2.1 Understanding and predicting seasonal tropical SST variations
CDC scientists have pioneered the development of Linear Inverse Modeling (LIM) as a diagnostic and forecasting tool. LIM is a method of extracting the dynamical parameters of a system from data. The assumption is made that the dynamics can be modeled as a stable linear multivariate process driven by geographically coherent white noise. The estimated dynamical parameters can then be used to make forecasts of the system. Real-time seasonal LIM forecasts of tropical Indo-Pacific SST anomalies are published monthly in the Climate Diagnostics Bulletin and quarterly in the Experimental Long-Lead Forecast Bulletin (ELLFB). They are also available through CDC's website at http://www.esrl.noaa.gov/psd/~lem/IndoPacific.frcst.html.
An important original result from our LIM diagnosis of Indo-Pacific SST variability was the identification, through a singular-vector analysis of the empirically-determined system propagator, of an optimal initial SST pattern for SST anomaly growth over 7 months in the basin. This structure evolves in 7 months into a pattern resembling a mature ENSO event (Fig. 2.1), and may therefore be viewed as a dynamically relevant precursor to ENSO.
And indeed, as Fig. 2.2. shows, whenever an SST anomaly pattern projects appreciably on this structure, there is a good chance of obtaining large SST anomalies in the Niño 3.4 area 7 months later. Figure 2.2 also shows that the projection statistics are similar whether they are evaluated for a time period including the training period (COADS data: 1950-1990) or for independent data (NMC Real-time Surface Marine data: 1991-2001). Encouraged by this robust behavior, we now provide real-time monitoring of the projection of the SST anomaly field on this structure through our website at http://www.esrl.noaa.gov/psd/~lem/opt/optstr.html.
We have also recently published procedures for estimating improved confidence intervals on our SST forecasts. Until recently, the confidence intervals were those appropriate to our assumed stationary linear Markov process; that is, they showed the expected forecast error of a stable linear model driven by stationary white noise. The improved error bars also include estimated contributions from our neglect of the seasonal variation of the stochastic forcing, from estimating the model's parameters in a training period of finite length, and from initial condition errors.

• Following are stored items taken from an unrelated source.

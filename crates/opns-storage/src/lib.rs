// SPDX-License-Identifier: MIT

//! Durable state of the overlay: one record per admitted output and topic,
//! score-ordered topic memberships, content-addressed BEEF blobs and the
//! per-topic applied-transaction set that makes submission idempotent.
//!
//! The [`OverlayStore`] trait is the seam the engine and the event index
//! talk through. [`kv_store::KvOverlayStore`] is the production
//! implementation; an in-memory one backs unit tests behind the
//! `memory-store` feature.

use core::fmt::Debug;

use bitcoin::ScriptBuf;
use bitcoin::Txid;
use opns_common::block_score;
use opns_common::Outpoint;
use opns_common::Score;

pub mod kv_store;
#[cfg(any(test, feature = "memory-store"))]
pub mod memory_store;

/// Marker for errors an [`OverlayStore`] implementation can produce. Lets
/// callers wrap any store's error uniformly.
pub trait StoreError: Debug + Send + Sync + 'static {}

/// One output admitted to one topic.
#[derive(Debug, Clone, Default, PartialEq, Eq)]
pub struct Output {
    pub outpoint: Outpoint,
    pub topic: String,
    pub satoshis: u64,
    pub script: ScriptBuf,
    pub spent: bool,
    /// Topic coins the producing transaction consumed.
    pub outputs_consumed: Vec<Outpoint>,
    /// Topic outputs that later consumed this one.
    pub consumed_by: Vec<Outpoint>,
    /// Transactions needed beyond the primary envelope to reconstruct the
    /// full SPV chain for this output.
    pub ancillary_txids: Vec<Txid>,
    /// Envelope bytes extending the primary BEEF when needed.
    pub ancillary_beef: Vec<u8>,
    /// Zero while unconfirmed.
    pub block_height: u32,
    pub block_idx: u64,
    /// The producing transaction's envelope; populated only when a read
    /// asks for it.
    pub beef: Vec<u8>,
}

impl Output {
    /// Position of this output in the topic's membership ordering.
    pub fn score(&self) -> Score {
        block_score(self.block_height, self.block_idx)
    }
}

/// Storage contract of the overlay. Writes are idempotent per
/// `(outpoint, topic)`; the BEEF blob keyed by a txid is written at most
/// once.
pub trait OverlayStore: Send + Sync {
    type Error: StoreError;

    /// Persists an output: its per-topic record, the shared record, the
    /// producing transaction's envelope (first writer wins) and its topic
    /// membership at the block score.
    fn insert_output(&self, output: &Output) -> Result<(), Self::Error>;

    /// Reads one output. A `topic` narrows to that topic's record; `spent`
    /// additionally filters on the stored flag.
    fn find_output(
        &self,
        outpoint: &Outpoint,
        topic: Option<&str>,
        spent: Option<bool>,
        include_beef: bool,
    ) -> Result<Option<Output>, Self::Error>;

    fn find_outputs(
        &self,
        outpoints: &[Outpoint],
        topic: Option<&str>,
        spent: Option<bool>,
        include_beef: bool,
    ) -> Result<Vec<Option<Output>>, Self::Error> {
        outpoints
            .iter()
            .map(|outpoint| self.find_output(outpoint, topic, spent, include_beef))
            .collect()
    }

    /// Every (topic, output) record produced by `txid`.
    fn find_outputs_for_transaction(
        &self,
        txid: &Txid,
        include_beef: bool,
    ) -> Result<Vec<Output>, Self::Error>;

    /// Topic membership scan, ascending by score, from `since` onwards.
    fn find_utxos_for_topic(
        &self,
        topic: &str,
        since: Score,
        include_beef: bool,
    ) -> Result<Vec<Output>, Self::Error>;

    /// Removes the per-topic record and membership entry. When the last
    /// topic-scoped record of the outpoint goes, the shared record goes
    /// with it. Envelopes are content-addressed and retained.
    fn delete_output(&self, outpoint: &Outpoint, topic: &str) -> Result<(), Self::Error>;

    fn delete_outputs(&self, outpoints: &[Outpoint], topic: &str) -> Result<(), Self::Error> {
        for outpoint in outpoints {
            self.delete_output(outpoint, topic)?;
        }
        Ok(())
    }

    fn mark_utxo_as_spent(&self, outpoint: &Outpoint, topic: &str) -> Result<(), Self::Error>;

    fn mark_utxos_as_spent(
        &self,
        outpoints: &[Outpoint],
        topic: &str,
    ) -> Result<(), Self::Error> {
        for outpoint in outpoints {
            self.mark_utxo_as_spent(outpoint, topic)?;
        }
        Ok(())
    }

    fn update_consumed_by(
        &self,
        outpoint: &Outpoint,
        topic: &str,
        consumed_by: &[Outpoint],
    ) -> Result<(), Self::Error>;

    /// Re-scores an output after confirmation, moving its membership entry
    /// and replacing its ancillary envelope bytes.
    fn update_output_block_height(
        &self,
        outpoint: &Outpoint,
        topic: &str,
        block_height: u32,
        block_idx: u64,
        ancillary_beef: &[u8],
    ) -> Result<(), Self::Error>;

    /// Write-if-absent for the envelope of `txid`.
    fn update_transaction_beef(&self, txid: &Txid, beef: &[u8]) -> Result<(), Self::Error>;

    fn insert_applied_transaction(&self, topic: &str, txid: &Txid) -> Result<(), Self::Error>;

    fn does_applied_transaction_exist(
        &self,
        topic: &str,
        txid: &Txid,
    ) -> Result<bool, Self::Error>;
}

The actual forecast error normalized by the rms of the total expected error estimated in this manner (Fig. 2.3) shows how much better the forecast skill is during La Niña than El Niño. This is consistent with our conclusion, stated in several papers, that nonlinear dynamics become important during the warmest phase of warm events. We have continued to investigate the failure of LIM during such periods. Although the lack of skill is mostly due to the greater importance of nonlinearity, an interesting recent finding was that LIM would nevertheless have been useful during late 1994-early 1995 had it been applied to weekly instead of seasonal SSTs. Evidence has also been found that unpredictable stochastic forcing accounted for a large portion of the observed warming during the strong 1997-1998 event.

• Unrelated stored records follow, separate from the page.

//! The long-running loops behind `opnsd`'s subcommands.
//!
//! Failure policy: anything that breaks a single transaction's processing
//! is fatal. The driver logs and panics; the supervising process restarts
//! it and the durable queue picks up exactly where it stopped, because the
//! applied-transaction flag is the last write of a submission.

use std::sync::atomic::AtomicBool;
use std::sync::atomic::Ordering;
use std::sync::Arc;
use std::time::Duration;
use std::time::Instant;

use futures::stream;
use futures::StreamExt;
use log::error;
use log::info;
use log::warn;
use opns_common::block_score;
use opns_common::Outpoint;
use opns_storage::OverlayStore;
use serde::Deserialize;
use tokio::time::sleep;

use crate::error::NodeError;
use crate::OpnsNode;

/// How long the subscriber idles when the feed has nothing new.
const POLL_INTERVAL: Duration = Duration::from_secs(5);

/// Throughput summary cadence of the processor.
const REPORT_INTERVAL: Duration = Duration::from_secs(60);

/// One feed entry: a transaction and its position in the chain.
#[derive(Debug, Deserialize)]
struct FeedEvent {
    id: bitcoin::Txid,
    #[serde(default)]
    height: u32,
    #[serde(default)]
    idx: u64,
}

fn running(shutdown: &AtomicBool) -> bool {
    !shutdown.load(Ordering::Relaxed)
}

/// Polls the feed and persists `(txid, height·10⁹ + idx)` into the pending
/// queue, remembering the resume height across restarts.
pub async fn run_subscriber(node: &OpnsNode, shutdown: Arc<AtomicBool>) -> Result<(), NodeError> {
    let subscription = &node.config().subscription_id;
    let client = reqwest::Client::new();
    let mut from_height = node
        .queue()
        .progress(subscription)?
        .unwrap_or(node.config().start_height);
    info!("subscribing to {subscription} from height {from_height}");

    while running(&shutdown) {
        let url = format!(
            "{}/v1/feed/{subscription}?from={from_height}",
            node.config().feed_url.trim_end_matches('/')
        );
        let events: Vec<FeedEvent> = match client.get(&url).send().await {
            Ok(response) => response.error_for_status()?.json().await?,
            Err(e) => {
                warn!("feed poll failed, retrying: {e}");
                sleep(POLL_INTERVAL).await;
                continue;
            }
        };

        if events.is_empty() {
            sleep(POLL_INTERVAL).await;
            continue;
        }

        let count = events.len();
        for event in events {
            node.queue()
                .push(&event.id, block_score(event.height, event.idx))?;
            from_height = from_height.max(event.height);
        }
        node.queue().set_progress(subscription, from_height)?;
        info!("queued {count} transactions, resume height {from_height}");
    }
    Ok(())
}

/// Resolves every pending transaction and its ancestry into the local
/// cache, without admitting anything.
pub async fn run_downloader(node: &OpnsNode, shutdown: Arc<AtomicBool>) -> Result<(), NodeError> {
    let pending = node.queue().drain_ordered()?;
    info!("downloading ancestry for {} transactions", pending.len());

    let concurrency = node.config().fetch_concurrency.max(1);
    stream::iter(pending)
        .for_each_concurrent(concurrency, |(_, txid)| {
            let shutdown = shutdown.clone();
            async move {
                if !running(&shutdown) {
                    return;
                }
                let started = Instant::now();
                let tx = match node.fetcher().load_tx(&txid).await {
                    Ok(tx) => tx,
                    Err(e) => {
                        error!("failed to download {txid}: {e}");
                        panic!("failed to download {txid}: {e}");
                    }
                };
                for input in &tx.input {
                    let source = input.previous_output.txid;
                    if let Err(e) = node.fetcher().load_tx(&source).await {
                        error!("failed to download source {source}: {e}");
                        panic!("failed to download source {source}: {e}");
                    }
                }
                info!("downloaded {txid} in {:?}", started.elapsed());
            }
        })
        .await;
    Ok(())
}

/// Consumes the pending queue in score order through the admission engine.
pub async fn run_processor(node: &OpnsNode, shutdown: Arc<AtomicBool>) -> Result<(), NodeError> {
    let pending = node.queue().drain_ordered()?;
    info!("processing {} pending transactions", pending.len());

    let mut tx_count = 0usize;
    let mut output_count = 0usize;
    let mut last_report = Instant::now();

    for (_, txid) in pending {
        if !running(&shutdown) {
            info!("shutdown requested, stopping processor");
            break;
        }

        let started = Instant::now();
        let steak = match node.ingest_transaction(&txid).await {
            Ok(steak) => steak,
            Err(e) => {
                // Fatal by design: the supervisor restarts us and the queue
                // still holds this transaction.
                error!("failed to process {txid}: {e}");
                panic!("failed to process {txid}: {e}");
            }
        };
        node.queue().remove(&txid)?;

        let admitted = steak
            .get(&node.config().topic)
            .map(|admit| admit.outputs_to_admit.len())
            .unwrap_or(0);
        tx_count += 1;
        output_count += admitted;
        info!(
            "processed {txid} in {:?}, admitted {admitted} outputs",
            started.elapsed()
        );

        if last_report.elapsed() >= REPORT_INTERVAL {
            let elapsed = last_report.elapsed().as_secs_f64();
            info!(
                "processed {tx_count} tx / {output_count} outputs in {elapsed:.0}s ({:.1} tx/s)",
                tx_count as f64 / elapsed
            );
            tx_count = 0;
            output_count = 0;
            last_report = Instant::now();
        }
    }
    Ok(())
}

/// Walks forward from every claimed name through the external spends
/// index, admitting spending transactions as it finds them.
pub async fn run_spend_tracker(
    node: &OpnsNode,
    shutdown: Arc<AtomicBool>,
) -> Result<(), NodeError> {
    let events = node.lookup().events_with_prefix("opns:")?;
    info!("tracking spends for {} claimed names", events.len());

    for event in events {
        for (member, _) in node.lookup().members(&event)? {
            let mut frontier: Vec<String> = vec![member];
            while let Some(current) = frontier.pop() {
                if !running(&shutdown) {
                    return Ok(());
                }
                let outpoint: Outpoint = current.parse()?;

                // Skip what we already know is spent.
                let stored = node.engine().storage().find_output(
                    &outpoint,
                    Some(&node.config().topic),
                    None,
                    false,
                )?;
                match stored {
                    Some(output) if !output.spent => {}
                    _ => continue,
                }

                let Some(spend_txid) = node.fetcher().spend_of(&outpoint).await? else {
                    continue;
                };
                info!("{outpoint} spent by {spend_txid}");
                let steak = match node.ingest_transaction(&spend_txid).await {
                    Ok(steak) => steak,
                    Err(e) => {
                        error!("failed to ingest spend {spend_txid}: {e}");
                        panic!("failed to ingest spend {spend_txid}: {e}");
                    }
                };

                // Follow the claim wherever it went.
                if let Some(admit) = steak.get(&node.config().topic) {
                    for vout in &admit.outputs_to_admit {
                        let next = Outpoint::new(spend_txid, *vout);
                        let carried = node
                            .lookup()
                            .outpoint_events(&next)?
                            .iter()
                            .any(|event| event.starts_with("opns:"));
                        if carried {
                            frontier.push(next.to_string());
                        }
                    }
                }
            }
        }
    }
    Ok(())
}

CDC also provides LIM forecasts of the tropical north Atlantic and Caribbean SSTs in the ELLFB. Again, these forecasts are available through our website at http://www.esrl.noaa.gov/psd/~lem/Atlantic.forecast.html. We have shown that forecast skill in these Atlantic regions is related to the skill of predicting El Niño. We have also used LIM to diagnose the dynamical nature of tropical Atlantic SST variability, and published evidence that the familiar "dipole" SST anomaly pattern is a dynamically realizable structure (as opposed to merely the dominant EOF of regional SST variability), but whose development is often interrupted by ENSO influences from the east Pacific.

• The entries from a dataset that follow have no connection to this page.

impl MerklePath {
    /// The in-block index of `txid`, when it is a leaf of this path.
    pub fn block_index_of(&self, txid: &Txid) -> Option<u64> {
        self.path
            .first()?
            .iter()
            .find(|leaf| leaf.hash == Some(txid.to_byte_array()))
            .map(|leaf| leaf.offset)
    }

    /// Folds `txid` up to the merkle root this path commits to.
    pub fn compute_root(&self, txid: &Txid) -> Result<[u8; 32], BeefError> {
        let mut offset = self
            .block_index_of(txid)
            .ok_or(BeefError::TxidNotInPath(*txid))?;
        let mut working = txid.to_byte_array();

        for level in &self.path {
            let sibling_offset = offset ^ 1;
            let sibling = level
                .iter()
                .find(|leaf| leaf.offset == sibling_offset)
                .ok_or(BeefError::MissingSibling(sibling_offset))?;
            let sibling_hash = if sibling.duplicate {
                working
            } else {
                sibling.hash.ok_or(BeefError::MissingSibling(sibling_offset))?
            };

            let mut concat = [0u8; 64];
            if offset & 1 == 1 {
                concat[..32].copy_from_slice(&sibling_hash);
                concat[32..].copy_from_slice(&working);
            } else {
                concat[..32].copy_from_slice(&working);
                concat[32..].copy_from_slice(&sibling_hash);
            }
            working = sha256d::Hash::hash(&concat).to_byte_array();
            offset >>= 1;
        }
        Ok(working)
    }

    pub fn to_bytes(&self) -> Vec<u8> {
        let mut buf = Vec::new();
        write_varint(&mut buf, self.block_height as u64);
        buf.push(self.path.len() as u8);
        for level in &self.path {
            write_varint(&mut buf, level.len() as u64);
            for leaf in level {
                write_varint(&mut buf, leaf.offset);
                if leaf.duplicate {
                    buf.push(0x01);
                    continue;
                }
                buf.push(if leaf.txid { 0x02 } else { 0x00 });
                if let Some(hash) = leaf.hash {
                    buf.extend_from_slice(&hash);
                }
            }
        }
        buf
    }

    pub fn read(bytes: &[u8], pos: &mut usize) -> Result<MerklePath, BeefError> {
        let block_height = read_varint(bytes, pos)? as u32;
        let tree_height = read_u8(bytes, pos)? as usize;
        let mut path = Vec::with_capacity(tree_height);
        for _ in 0..tree_height {
            let leaves = read_varint(bytes, pos)? as usize;
            let mut level = Vec::with_capacity(leaves);
            for _ in 0..leaves {
                let offset = read_varint(bytes, pos)?;
                let flags = read_u8(bytes, pos)?;
                let duplicate = flags & 0x01 != 0;
                let hash = if duplicate {
                    None
                } else {
                    let raw = read_bytes(bytes, pos, 32)?;
                    let mut hash = [0u8; 32];
                    hash.copy_from_slice(raw);
                    Some(hash)
                };
                level.push(PathLeaf {
                    offset,
                    hash,
                    txid: flags & 0x02 != 0,
                    duplicate,
                });
            }
            path.push(level);
        }
        Ok(MerklePath { block_height, path })
    }
}

/// A transaction entry of an envelope, optionally tied to one of the
/// envelope's BUMPs.
#[derive(Debug, Clone)]
pub struct BeefTx {
    pub tx: Transaction,
    pub bump_index: Option<usize>,
}

/// A parsed envelope. Transactions keep their wire order, ancestors first.
#[derive(Debug, Clone, Default)]
pub struct Beef {
    pub version: u32,
    pub bumps: Vec<MerklePath>,
    txs: Vec<BeefTx>,
    by_txid: HashMap<Txid, usize>,
    /// Txid-only entries (version 2): inputs whose existence a BUMP already
    /// proves, carried without their raw bytes.
    known_txids: Vec<Txid>,
}

impl Beef {
    pub fn new(version: u32) -> Beef {
        Beef {
            version,
            ..Default::default()
        }
    }

    /// Adds a transaction if it is not already present. Returns its txid.
    pub fn merge_transaction(&mut self, tx: &Transaction) -> Txid {
        let txid = tx.compute_txid();
        if !self.by_txid.contains_key(&txid) {
            self.by_txid.insert(txid, self.txs.len());
            self.txs.push(BeefTx {
                tx: tx.clone(),
                bump_index: None,
            });
        }
        txid
    }

    /// Adds a BUMP, deduplicating exact copies. Returns its index.
    pub fn merge_bump(&mut self, bump: MerklePath) -> usize {
        if let Some(index) = self.bumps.iter().position(|existing| *existing == bump) {
            return index;
        }
        self.bumps.push(bump);
        self.bumps.len() - 1
    }

    /// Ties `txid` to a merkle proof, merging the proof into the envelope.
    pub fn attach_proof(&mut self, txid: &Txid, bump: MerklePath) -> Result<(), BeefError> {
        let bump_index = self.merge_bump(bump);
        let index = *self
            .by_txid
            .get(txid)
            .ok_or(BeefError::UnknownSubject(*txid))?;
        self.txs[index].bump_index = Some(bump_index);
        Ok(())
    }

    /// Folds another envelope into this one. Used to extend a stored
    /// envelope with ancillary bytes before answering a lookup.
    pub fn merge_beef(&mut self, other: &Beef) {
        for entry in &other.txs {
            let txid = self.merge_transaction(&entry.tx);
            if let Some(bump_index) = entry.bump_index {
                let bump = other.bumps[bump_index].clone();
                let new_index = self.merge_bump(bump);
                let index = self.by_txid[&txid];
                self.txs[index].bump_index = Some(new_index);
            }
        }
        for txid in &other.known_txids {
            if !self.known_txids.contains(txid) {
                self.known_txids.push(*txid);
            }
        }
    }

    pub fn merge_beef_bytes(&mut self, bytes: &[u8]) -> Result<(), BeefError> {
        let (other, _) = parse_beef(bytes)?;
        self.merge_beef(&other);
        Ok(())
    }

    pub fn find_transaction(&self, txid: &Txid) -> Option<&Transaction> {
        self.by_txid.get(txid).map(|index| &self.txs[*index].tx)
    }

    pub fn bump_for(&self, txid: &Txid) -> Option<&MerklePath> {
        let entry = &self.txs[*self.by_txid.get(txid)?];
        entry.bump_index.map(|index| &self.bumps[index])
    }

    /// The last transaction added, which by construction is the subject of
    /// a well-formed envelope.
    pub fn last_txid(&self) -> Option<Txid> {
        self.txs.last().map(|entry| entry.tx.compute_txid())
    }

    pub fn transactions(&self) -> impl Iterator<Item = &Transaction> {
        self.txs.iter().map(|entry| &entry.tx)
    }

    /// Resolves the coin `tx`'s input `vin` spends, when its source
    /// transaction travels in this envelope.
    pub fn source_output(&self, tx: &Transaction, vin: usize) -> Option<&TxOut> {
        let input = tx.input.get(vin)?;
        let source = self.find_transaction(&input.previous_output.txid)?;
        source.output.get(input.previous_output.vout as usize)
    }

    /// Serializes ancestors before descendants regardless of merge order.
    pub fn to_bytes(&self) -> Vec<u8> {
        let order = self.topological_order();

        let mut buf = Vec::new();
        buf.extend_from_slice(&self.version.to_le_bytes());
        write_varint(&mut buf, self.bumps.len() as u64);
        for bump in &self.bumps {
            buf.extend_from_slice(&bump.to_bytes());
        }

        let entries = order.len() + if self.version == BEEF_V2 {
            self.known_txids.len()
        } else {
            0
        };
        write_varint(&mut buf, entries as u64);
        if self.version == BEEF_V2 {
            for txid in &self.known_txids {
                buf.push(0x02);
                buf.extend_from_slice(&txid.to_byte_array());
            }
        }
        for index in order {
            let entry = &self.txs[index];
            match self.version {
                BEEF_V2 => match entry.bump_index {
                    Some(bump_index) => {
                        buf.push(0x01);
                        buf.extend_from_slice(&serialize(&entry.tx));
                        write_varint(&mut buf, bump_index as u64);
                    }
                    None => {
                        buf.push(0x00);
                        buf.extend_from_slice(&serialize(&entry.tx));
                    }
                },
                _ => {
                    buf.extend_from_slice(&serialize(&entry.tx));
                    match entry.bump_index {
                        Some(bump_index) => {
                            buf.push(0x01);
                            write_varint(&mut buf, bump_index as u64);
                        }
                        None => buf.push(0x00),
                    }
                }
            }
        }
        buf
    }

    /// Atomic framing: marker, subject txid, then the envelope.
    pub fn to_atomic_bytes(&self, subject: &Txid) -> Result<Vec<u8>, BeefError> {
        if !self.by_txid.contains_key(subject) {
            return Err(BeefError::UnknownSubject(*subject));
        }
        let mut buf = Vec::new();
        buf.extend_from_slice(&ATOMIC_BEEF.to_le_bytes());
        buf.extend_from_slice(&subject.to_byte_array());
        buf.extend_from_slice(&self.to_bytes());
        Ok(buf)
    }

    fn topological_order(&self) -> Vec<usize> {
        let mut emitted: HashSet<usize> = HashSet::new();
        let mut order = Vec::with_capacity(self.txs.len());
        while order.len() < self.txs.len() {
            let mut progressed = false;
            for (index, entry) in self.txs.iter().enumerate() {
                if emitted.contains(&index) {
                    continue;
                }
                let ready = entry.tx.input.iter().all(|input| {
                    match self.by_txid.get(&input.previous_output.txid) {
                        Some(parent) => emitted.contains(parent),
                        None => true,
                    }
                });
                if ready {
                    emitted.insert(index);
                    order.push(index);
                    progressed = true;
                }
            }
            // A dependency cycle cannot happen with real transactions; bail
            // out rather than loop if the envelope is nonsense.
            if !progressed {
                for index in 0..self.txs.len() {
                    if emitted.insert(index) {
                        order.push(index);
                    }
                }
            }
        }
        order
    }
}

/// Parses any of the three framings. For an atomic envelope the committed
/// subject txid is returned alongside the parsed content.
pub fn parse_beef(bytes: &[u8]) -> Result<(Beef, Option<Txid>), BeefError> {
    let mut pos = 0;
    let version = read_u32(bytes, &mut pos)?;

    if version == ATOMIC_BEEF {
        let raw = read_bytes(bytes, &mut pos, 32)?;
        let mut txid = [0u8; 32];
        txid.copy_from_slice(raw);
        let subject = Txid::from_byte_array(txid);
        let (beef, _) = parse_beef(&bytes[pos..])?;
        if beef.find_transaction(&subject).is_none() {
            return Err(BeefError::UnknownSubject(subject));
        }
        return Ok((beef, Some(subject)));
    }

    if version != BEEF_V1 && version != BEEF_V2 {
        return Err(BeefError::UnsupportedVersion(version));
    }

    let mut beef = Beef::new(version);
    let bumps = read_varint(bytes, &mut pos)? as usize;
    for _ in 0..bumps {
        beef.bumps.push(MerklePath::read(bytes, &mut pos)?);
    }

    let entries = read_varint(bytes, &mut pos)? as usize;
    for _ in 0..entries {
        let (tx, bump_index) = if version == BEEF_V2 {
            match read_u8(bytes, &mut pos)? {
                0x02 => {
                    let raw = read_bytes(bytes, &mut pos, 32)?;
                    let mut txid = [0u8; 32];
                    txid.copy_from_slice(raw);
                    beef.known_txids.push(Txid::from_byte_array(txid));
                    continue;
                }
                0x01 => {
                    let tx = read_transaction(bytes, &mut pos)?;
                    let bump_index = read_varint(bytes, &mut pos)?;
                    (tx, Some(bump_index))
                }
                _ => (read_transaction(bytes, &mut pos)?, None),
            }
        } else {
            let tx = read_transaction(bytes, &mut pos)?;
            match read_u8(bytes, &mut pos)? {
                0x01 => {
                    let bump_index = read_varint(bytes, &mut pos)?;
                    (tx, Some(bump_index))
                }
                _ => (tx, None),
            }
        };

        if let Some(bump_index) = bump_index {
            if bump_index as usize >= beef.bumps.len() {
                return Err(BeefError::UnknownBumpIndex(bump_index));
            }
        }
        let txid = beef.merge_transaction(&tx);
        let index = beef.by_txid[&txid];
        beef.txs[index].bump_index = bump_index.map(|b| b as usize);
    }

    Ok((beef, None))
}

Our original claim that the basic dynamics of ENSO are stable, linear and stochastically forced has been independently confirmed by others and is gradually forcing a paradigm shift in this field. We have continued investigating the dynamical nature of ENSO, especially in collaboration with scientists at Texas A&M University. A recently published study showed that an intermediate coupled ENSO-prediction model of the Cane-Zebiak type, tuned to be in a stable stochastically forced regime, generated more realistic SST variability than did the same model tuned to give self-sustained oscillations.